Prompt: Only a number is expected here: the count of lines in the data that contain "derivation".

※ ※ ※

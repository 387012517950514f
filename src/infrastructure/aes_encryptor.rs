//! AES-GCM Encryption Implementation
//!
//! Uses `aes-gcm` crate for authenticated encryption and `pbkdf2` for key derivation.

use crate::ports::{EncryptionPort, PortError, PortResult};
use aes_gcm::{
    aead::{Aead, KeyInit},
    Aes256Gcm, Key, Nonce,
};
use async_trait::async_trait;
use pbkdf2::pbkdf2;
use hmac::Hmac;
use sha2::Sha256;
use rand::RngCore;

/// Implementation of EncryptionPort using AES-256-GCM
pub struct AesGcmEncryptor;

impl AesGcmEncryptor {
    pub fn new() -> Self {
        Self
    }
}

impl Default for AesGcmEncryptor {
    fn default() -> Self {
        Self::new()
    }
}

#[async_trait]
impl EncryptionPort for AesGcmEncryptor {
    async fn encrypt(&self, key: &[u8], plaintext: &[u8]) -> PortResult<Vec<u8>> {
        if key.len() != 32 {
            return Err(PortError::EncryptionError("Key must be 32 bytes for AES-256".into()));
        }

        let key = Key::<Aes256Gcm>::from_slice(key);
        let cipher = Aes256Gcm::new(key);
        
        // Generate random 12-byte nonce
        let mut nonce_bytes = [0u8; 12];
        rand::thread_rng().fill_bytes(&mut nonce_bytes);
        let nonce = Nonce::from_slice(&nonce_bytes);

        // Encrypt
        let ciphertext = cipher.encrypt(nonce, plaintext)
            .map_err(|e| PortError::EncryptionError(format!("Encryption failed: {}", e)))?;

        // Format: Nonce (12 bytes) || Ciphertext (including Tag)
        let mut result = Vec::with_capacity(nonce.len() + ciphertext.len());
        result.extend_from_slice(nonce.as_slice());
        result.extend_from_slice(&ciphertext);

        Ok(result)
    }

    async fn decrypt(&self, key: &[u8], data: &[u8]) -> PortResult<Vec<u8>> {
        if key.len() != 32 {
            return Err(PortError::EncryptionError("Key must be 32 bytes for AES-256".into()));
        }
        
        if data.len() < 12 {
            return Err(PortError::EncryptionError("Data too short to contain nonce".into()));
        }

        let (nonce_bytes, ciphertext) = data.split_at(12);
        
        let key = Key::<Aes256Gcm>::from_slice(key);
        let cipher = Aes256Gcm::new(key);
        let nonce = Nonce::from_slice(nonce_bytes);

        let plaintext = cipher.decrypt(nonce, ciphertext)
            .map_err(|_| PortError::EncryptionError("Decryption failed (invalid key or tag)".into()))?;

        Ok(plaintext)
    }

    fn derive_key(&self, passphrase: &str, salt: &[u8]) -> PortResult<Vec<u8>> {
        let mut key = [0u8; 32]; // 256 bits
        
        // PBKDF2-HMAC-SHA256
        // Iterations: 600,000 (OWASP recommendation for PBKDF2-HMAC-SHA256 is 600,000)
        let iterations = 600_000;
        
        pbkdf2::<Hmac<Sha256>>(
            passphrase.as_bytes(),
            salt,
            iterations,
            &mut key
        ).map_err(|e| PortError::EncryptionError(format!("Key derivation failed: {}", e)))?;
        
        Ok(key.to_vec())
    }
}
use crate::mvi::Action;
use crate::state::RecoverableTab;

#[derive(Debug, Clone, PartialEq)]
pub enum RecentlyClosedFragmentAction {
    /// The browser's closed tab list changed.
    Change(Vec<RecoverableTab>),
    Select(RecoverableTab),
    Deselect(RecoverableTab),
    DeselectAll,
}

impl Action for RecentlyClosedFragmentAction {}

※ ※ ※

Answer area: 2